- Environnement, eau et déchets
le 02/07/2025

Loi « contraintes », loi « simplification » : détricotage des garanties environnementales

Dossier législatif, Proposition de loi visant à lever les contraintes à l'exercice du métier d'agriculteur

Dossier législatif, Projet de loi de simplification de la vie économique

Plusieurs textes en cours d’examen devant les instances parlementaires entendent revenir sur les « contraintes » qui seraient posées par le droit de l’environnement et procéder à des mesures de « simplification ». Critiquées, certaines de ces mesures reviennent ainsi sur la protection de l’environnement et les garanties posées par le droit actuel.

Il s’agit notamment de la proposition de loi visant à lever les contraintes à l’exercice du métier d’agriculteur, portée par le sénateur Laurent Duplomb (LR). Cette proposition a été adoptée en commission mixte paritaire le 30 juin 2025 et devrait donc, en principe, être adoptée en l’état après le vote des deux assemblées les 2 et 8 juillet 2025 (I).

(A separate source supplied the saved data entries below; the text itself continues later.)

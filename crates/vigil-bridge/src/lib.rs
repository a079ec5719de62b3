//! Bridges camera alarm streams to a publish sink.
//!
//! Dahua-style cameras expose their alarm feed as a long-poll HTTP
//! endpoint guarded by Digest auth. This crate attaches to every camera
//! in the roster, keeps the connections alive, and forwards whitelisted
//! alarms to a [`Publisher`]:
//!
//! ```text
//!   camera --attach--> transport reader --bytes--> worker
//!                                                    | parse (vigil-core)
//!                                                    | filter
//!                                                    v
//!                                               dispatcher --> Publisher
//! ```
//!
//! Connections that drop are retried on a fixed delay. The worker task
//! owns all per-camera state; readers are disposable byte pumps.

pub mod config;
pub mod digest;
pub mod dispatch;
pub mod error;
pub mod mux;
pub mod publish;
pub mod state;
pub mod transport;

pub use config::{BridgeConfig, CameraConfig};
pub use dispatch::Dispatcher;
pub use error::{Error, Result};
pub use mux::{BridgeHandle, Multiplexer, MuxConfig, MuxStats};
pub use publish::{ChannelPublisher, JsonlPublisher, LogPublisher, Publication, Publisher};
pub use state::Phase;
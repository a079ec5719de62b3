//! Per-camera event whitelist.

use std::collections::HashSet;

/// Decides which event codes a camera forwards.
///
/// Membership is an exact, case-sensitive string match against the `Code=`
/// value, with no wildcard support. Rejected events are dropped with no
/// side effects.
#[derive(Debug, Clone)]
pub struct EventFilter {
    whitelist: HashSet<String>,
}

impl EventFilter {
    /// Build a filter from the camera's configured event codes.
    pub fn new<I, S>(codes: I) -> Self
    where
        I: IntoIterator<Item = S>,
        S: Into<String>,
    {
        Self {
            whitelist: codes.into_iter().map(Into::into).collect(),
        }
    }

    /// True iff the code is whitelisted.
    pub fn accepts(&self, code: &str) -> bool {
        self.whitelist.contains(code)
    }

    /// Number of whitelisted codes.
    pub fn len(&self) -> usize {
        self.whitelist.len()
    }

    /// True if no codes are whitelisted (every event is rejected).
    pub fn is_empty(&self) -> bool {
        self.whitelist.is_empty()
    }
}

Est également en cours d’examen le projet de loi de simplification de la vie économique, qui devrait prochainement être examiné en commission mixte paritaire (II).

I. Proposition de loi « contraintes »

Ce texte sera présenté dans sa version adoptée le 30 juin 2025 par la commission mixte paritaire. Il ne sera toutefois pas revenu sur l’ensemble des dispositions de la proposition de loi, et notamment sur celles qui intéressent les seules exploitations agricoles en elles-mêmes (assurances, conseil sur les produits phytopharmaceutiques, etc.).

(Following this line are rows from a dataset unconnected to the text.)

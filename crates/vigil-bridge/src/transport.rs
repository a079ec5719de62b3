//! HTTP transport: attaches to a camera's event stream and pumps raw
//! bytes to the worker.
//!
//! Each connection is one long-poll GET that the camera holds open
//! indefinitely. Liveness relies on TCP keepalive, not read timeouts.
//! reqwest consumes the HTTP status line before handing us the body, so
//! a successful attach re-emits an equivalent status line as the first
//! chunk; the line parser stays the single place that recognizes a
//! connection as live.

use std::sync::Arc;
use std::time::Duration;

use bytes::Bytes;
use futures_util::StreamExt;
use reqwest::{Client, Response, StatusCode, Version, header};
use tokio::sync::mpsc;
use tracing::debug;

use crate::config::CameraConfig;
use crate::digest::DigestChallenge;
use crate::error::{Error, Result};

pub const CONNECT_TIMEOUT: Duration = Duration::from_secs(30);
pub const TCP_KEEPALIVE_IDLE: Duration = Duration::from_secs(30);
pub const TCP_KEEPALIVE_INTERVAL: Duration = Duration::from_secs(15);

/// Raw transport notifications, tagged with the reader's generation so
/// the worker can discard output from a replaced reader.
#[derive(Debug)]
pub enum TransportEvent {
    Chunk {
        camera: String,
        generation: u64,
        bytes: Bytes,
    },
    Closed {
        camera: String,
        generation: u64,
        reason: String,
    },
}

/// Builds the shared HTTP client. No total request timeout: the event
/// stream is expected to stay open forever.
pub fn build_client() -> Result<Client> {
    let client = Client::builder()
        .connect_timeout(CONNECT_TIMEOUT)
        .tcp_keepalive(TCP_KEEPALIVE_IDLE)
        .tcp_keepalive_interval(TCP_KEEPALIVE_INTERVAL)
        .build()?;
    Ok(client)
}

/// Performs the attach request, answering one Digest challenge.
///
/// A second 401 after our response means the credentials are wrong and
/// maps to [`Error::AuthRejected`] rather than a retry loop against a
/// camera that will never accept them any faster.
pub async fn attach(client: &Client, camera: &CameraConfig) -> Result<Response> {
    let url = camera.attach_url();
    let response = client.get(&url).send().await?;
    if response.status() != StatusCode::UNAUTHORIZED {
        return finalize(response);
    }

    let challenge = {
        let header_value = response
            .headers()
            .get(header::WWW_AUTHENTICATE)
            .and_then(|value| value.to_str().ok())
            .ok_or_else(|| Error::DigestAuth("401 without WWW-Authenticate header".into()))?;
        DigestChallenge::parse(header_value)?
    };

    let uri = request_uri(&url)?;
    let authorization = challenge.answer(&camera.username, &camera.password, "GET", &uri);
    let response = client
        .get(&url)
        .header(header::AUTHORIZATION, authorization)
        .send()
        .await?;
    if response.status() == StatusCode::UNAUTHORIZED {
        return Err(Error::AuthRejected);
    }
    finalize(response)
}

fn finalize(response: Response) -> Result<Response> {
    let status = response.status();
    if status != StatusCode::OK {
        return Err(Error::UnexpectedStatus(status.as_u16()));
    }
    Ok(response)
}

/// The request-target as sent on the wire (path plus raw query), which
/// is what the Digest `uri` parameter must hash over.
fn request_uri(url: &str) -> Result<String> {
    let parsed = reqwest::Url::parse(url)
        .map_err(|e| Error::Config(format!("invalid camera url {url}: {e}")))?;
    let mut uri = parsed.path().to_string();
    if let Some(query) = parsed.query() {
        uri.push('?');
        uri.push_str(query);
    }
    Ok(uri)
}

fn format_status_line(version: Version, status: StatusCode) -> String {
    let proto = match version {
        Version::HTTP_09 => "HTTP/0.9",
        Version::HTTP_10 => "HTTP/1.0",
        Version::HTTP_2 => "HTTP/2",
        _ => "HTTP/1.1",
    };
    match status.canonical_reason() {
        Some(reason) => format!("{proto} {} {reason}\r\n", status.as_str()),
        None => format!("{proto} {}\r\n", status.as_str()),
    }
}

fn chunk(camera: &CameraConfig, generation: u64, bytes: Bytes) -> TransportEvent {
    TransportEvent::Chunk {
        camera: camera.name.clone(),
        generation,
        bytes,
    }
}

/// Runs one attach-and-stream cycle, then reports `Closed` with the
/// reason. The worker decides whether and when to respawn.
pub async fn run_reader(
    client: Client,
    camera: Arc<CameraConfig>,
    generation: u64,
    tx: mpsc::Sender<TransportEvent>,
) {
    let reason = match pump(&client, &camera, generation, &tx).await {
        Ok(()) => "stream ended".to_string(),
        Err(err) => err.to_string(),
    };
    let _ = tx
        .send(TransportEvent::Closed {
            camera: camera.name.clone(),
            generation,
            reason,
        })
        .await;
}

async fn pump(
    client: &Client,
    camera: &CameraConfig,
    generation: u64,
    tx: &mpsc::Sender<TransportEvent>,
) -> Result<()> {
    let response = attach(client, camera).await?;
    debug!(
        camera = %camera.name,
        status = %response.status(),
        "Attached to event stream"
    );

    let status_line = format_status_line(response.version(), response.status());
    if tx
        .send(chunk(camera, generation, Bytes::from(status_line)))
        .await
        .is_err()
    {
        // Worker gone; we are shutting down.
        return Ok(());
    }

    let mut stream = response.bytes_stream();
    while let Some(piece) = stream.next().await {
        let bytes = piece?;
        if tx.send(chunk(camera, generation, bytes)).await.is_err() {
            return Ok(());
        }
    }
    Ok(())
}

// ============================================================================
// Tests
// ============================================================================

1°) Celui-ci comporte plusieurs dispositions sur la règlementation des produits phytopharmaceutiques :

  • L’article 2 crée un nouvel article L. 253-1 A au sein du Code rural et de la pêche maritime (CRPM), indiquant que l’Etat doit accompagner les professionnels et se fixer un objectif de leur indemnisation pour les pertes d’exploitation significatives qu’ils pourraient subir en raison de l’interdiction d’un produit phytopharmaceutique et tant que les alternatives disponibles à l’utilisation de ces produits sont inexistantes ou manifestement insuffisantes ;
  • Il est également prévu qu’un décret peut, à titre exceptionnel et sous certaines conditions, pour faire face à une menace grave compromettant la production agricole, déroger à l’interdiction d’utilisation des néonicotinoïdes, ainsi qu’à l’interdiction de l’utilisation des semences traitées avec ces produits.

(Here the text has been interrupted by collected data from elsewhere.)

//! Vigil camera event bridge daemon.
//!
//! Attaches to every camera in the roster and forwards whitelisted
//! alarm events to the selected publish sink.
//!
//! # Usage
//!
//! ```bash
//! # Run with the default roster file (./cameras.toml)
//! vigil-bridge
//!
//! # Custom roster and JSON-lines output
//! vigil-bridge --config /etc/vigil/cameras.toml --sink jsonl
//! ```
//!
//! # Graceful Shutdown
//!
//! The daemon handles SIGINT (Ctrl+C) for graceful shutdown:
//! 1. Stops the worker loop
//! 2. Aborts all camera readers
//! 3. Prints a summary and exits cleanly

use std::path::PathBuf;
use std::sync::Arc;
use std::sync::atomic::Ordering;
use std::time::Duration;

use anyhow::{Context, Result};
use clap::{Parser, ValueEnum};
use metrics::gauge;
use tracing_subscriber::EnvFilter;

use vigil_core::metrics::{init_metrics, start_metrics_server};
use vigil_core::{POLL_INTERVAL_MS, RECONNECT_DELAY_SECS};

use vigil_bridge::{
    BridgeConfig, JsonlPublisher, LogPublisher, Multiplexer, MuxConfig, Publisher,
};

#[derive(Clone, Copy, Debug, ValueEnum)]
enum Sink {
    /// Emit publications as structured log lines.
    Log,
    /// Emit publications as JSON objects on stdout, one per line.
    Jsonl,
}

/// Vigil camera event bridge daemon.
#[derive(Parser, Debug)]
#[command(name = "vigil-bridge")]
#[command(about = "Bridges camera alarm streams to a publish sink")]
#[command(version)]
struct Args {
    /// Path to the TOML camera roster
    #[arg(long, short, default_value = "cameras.toml")]
    config: PathBuf,

    /// Publish sink
    #[arg(long, value_enum, default_value_t = Sink::Log)]
    sink: Sink,

    /// Seconds to wait before reconnecting a dropped camera
    #[arg(long, default_value_t = RECONNECT_DELAY_SECS)]
    reconnect_delay_secs: u64,

    /// Worker poll interval in milliseconds
    #[arg(long, default_value_t = POLL_INTERVAL_MS)]
    poll_interval_ms: u64,

    /// Metrics HTTP server port (0 to disable)
    #[arg(long, default_value = "9187")]
    metrics_port: u16,
}

#[tokio::main]
async fn main() -> Result<()> {
    // Initialize tracing
    tracing_subscriber::fmt()
        .with_env_filter(
            EnvFilter::from_default_env()
                .add_directive("info".parse().unwrap())
                .add_directive("vigil_bridge=debug".parse().unwrap()),
        )
        .init();

    let args = Args::parse();

    tracing::info!("Vigil camera event bridge starting...");

    // Initialize metrics
    if args.metrics_port > 0 {
        let metrics_handle = init_metrics();
        start_metrics_server(args.metrics_port, metrics_handle).await?;
        gauge!("bridge_running").set(1.0);
    }

    let config = BridgeConfig::load(&args.config)
        .with_context(|| format!("Failed to load roster from {}", args.config.display()))?;

    tracing::info!("Configuration:");
    tracing::info!("  Roster: {}", args.config.display());
    tracing::info!("  Sink: {:?}", args.sink);
    tracing::info!("  Reconnect delay: {}s", args.reconnect_delay_secs);
    for camera in &config.cameras {
        tracing::info!(
            "  Camera {}: {}:{} -> {} ({} event codes)",
            camera.name,
            camera.host,
            camera.port,
            camera.topic,
            camera.events.len()
        );
    }

    let publisher: Arc<dyn Publisher> = match args.sink {
        Sink::Log => Arc::new(LogPublisher),
        Sink::Jsonl => Arc::new(JsonlPublisher),
    };

    let mux_config = MuxConfig {
        poll_interval: Duration::from_millis(args.poll_interval_ms),
        reconnect_delay: Duration::from_secs(args.reconnect_delay_secs),
        ..Default::default()
    };
    let mux = Multiplexer::new(config.cameras, publisher, mux_config)
        .context("Failed to build the bridge")?;

    // Set up graceful shutdown
    let shutdown = mux.shutdown_flag();
    ctrlc::set_handler(move || {
        tracing::info!("Shutdown signal received, stopping gracefully...");
        shutdown.store(false, Ordering::SeqCst);
    })
    .context("Failed to set Ctrl+C handler")?;

    tracing::info!("Starting bridge...");
    let handle = mux.start();
    let stats = handle.join().await?;

    // Mark as stopped
    gauge!("bridge_running").set(0.0);

    // Print summary
    tracing::info!("═══════════════════════════════════════════════════════");
    tracing::info!("SHUTDOWN COMPLETE");
    tracing::info!("═══════════════════════════════════════════════════════");
    tracing::info!("Bytes read:        {}", stats.bytes_read);
    tracing::info!("Events parsed:     {}", stats.events_parsed);
    tracing::info!("Events forwarded:  {}", stats.events_forwarded);
    tracing::info!("Events filtered:   {}", stats.events_filtered);
    tracing::info!("Parse errors:      {}", stats.parse_errors);
    tracing::info!("Reader spawns:     {}", stats.connects);
    tracing::info!("Disconnects:       {}", stats.disconnects);

    Ok(())
}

2°) Des assouplissements sont également instaurés pour l’obtention d’une autorisation environnementale pour les activités d’élevage. Ainsi, lors de la procédure de consultation du public, une réunion publique ne sera plus nécessairement organisée et sera alors remplacée par une permanence du commissaire enquêteur ou de la commission d’enquête.

Il est également prévu d’ouvrir la possibilité pour les activités d’élevage d’être soumises à la procédure d’enregistrement des installations classées pour la protection de l’environnement, et non plus à la procédure d’autorisation. En effet, la directive 2010/75/UE du Parlement européen et du Conseil du 24 novembre 2010 relative aux émissions des installations industrielles ne permettait pas de soumettre les projets d’élevage au régime de l’enregistrement, mais celle-ci a été révisée en avril 2024 et la proposition de loi modifie donc le régime légal applicable en France.

Le texte énonce par ailleurs, pour toutes les procédures d’autorisation environnementale et non seules celles relatives à l’élevage, que les réponses du pétitionnaire aux avis mis en ligne, sauf l’avis de l’autorité environnementale, ainsi qu’aux observations et aux propositions du public seront facultatives.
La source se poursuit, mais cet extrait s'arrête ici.